Vogue, published since 1892, had registered its trademark “Vogue” in India under Class 16. In 1998, it instituted a suit for infringement and passing off against a fashion training institute operating in India under the name and style of “Vogue Institute of Fashion Technology.” Consequently, the Institute was restrained from using the trademark ‘VOGUE’ as a part of their name and trading style by a permanent injunction issued by the District Court.
On appeal, the Karnataka High Court differed in its opinion from the trial court and the injunction was set aside. The High Court considered whether the mark was likely to deceive or confuse the public into buying the defendant’s goods or services as if they were connected to the Plaintiff’s goods and services. The Court observed that the plaintiff’s trademark did not cover the defendants’ activity of running a fashion institute and therefore did not amount to passing off.
Furthermore, the court held that merely asserting a trademark’s transborder reputation was insufficient to conclude reputation besmirching. In the present case, Plaintiff failed to plead and prove the twin concepts of goodwill and business to demonstrate that it had acquired a business reputation in another domain that entitled it to legal protection in India.

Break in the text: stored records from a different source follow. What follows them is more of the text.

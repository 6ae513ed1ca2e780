//! Generation session
//!
//! The state machine driving token generation: buffers, prompt cursor, stop
//! detection, context-shift eviction, and the loop tying them together.

pub mod buffer;
pub mod generation;
pub mod prompt;
pub mod stop;
pub mod streaming;

#[cfg(test)]
pub(crate) mod testing;

// Re-export main types for convenience
pub use buffer::{ContextWindow, PendingBatch};
pub use generation::{FinishReason, GenerationSession, SessionError};
pub use prompt::PromptCursor;
pub use stop::StopMatcher;
pub use streaming::{run_to_channel, StreamEvent};
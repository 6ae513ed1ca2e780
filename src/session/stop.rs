//! Stop-sequence detection
//!
//! Watches the decoded trailing text of the session and reports when any
//! configured stop string ("antiprompt") appears as an exact suffix. The
//! matcher keeps only a bounded tail of decoded text, so a check never scans
//! the whole history.

/// Suffix matcher over a rolling window of decoded text.
#[derive(Debug)]
pub struct StopMatcher {
    stops: Vec<String>,
    /// Longest stop string in bytes; the tail is trimmed to this.
    max_len: usize,
    tail: String,
}

impl StopMatcher {
    pub fn new(stops: Vec<String>) -> Self {
        let max_len = stops.iter().map(|s| s.len()).max().unwrap_or(0);
        Self {
            stops,
            max_len,
            tail: String::new(),
        }
    }

    /// Feed a newly decoded fragment into the trailing window.
    pub fn observe(&mut self, fragment: &str) {
        if self.stops.is_empty() {
            return;
        }
        self.tail.push_str(fragment);
        if self.tail.len() > self.max_len {
            // Trim from the front at a char boundary, keeping max_len bytes.
            let mut cut = self.tail.len() - self.max_len;
            while cut > 0 && !self.tail.is_char_boundary(cut) {
                cut -= 1;
            }
            self.tail.drain(..cut);
        }
    }

    /// The first configured stop string that is an exact suffix of the
    /// trailing text, if any.
    pub fn check(&self) -> Option<&str> {
        self.stops
            .iter()
            .map(String::as_str)
            .find(|stop| !stop.is_empty() && self.tail.ends_with(stop))
    }
}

To decide on this matter, the Court relied on the education, intelligence, and degree of care of the consumers who might avail themselves of the defendants’ services and the likelihood of their confusion with the Plaintiff’s goods. The Court held that the purchaser of the magazine is likely to know that the plaintiffs do not run any institute. Similarly, members of the Defendants’ institute are unlikely to mix up the institute’s affiliation with the magazine.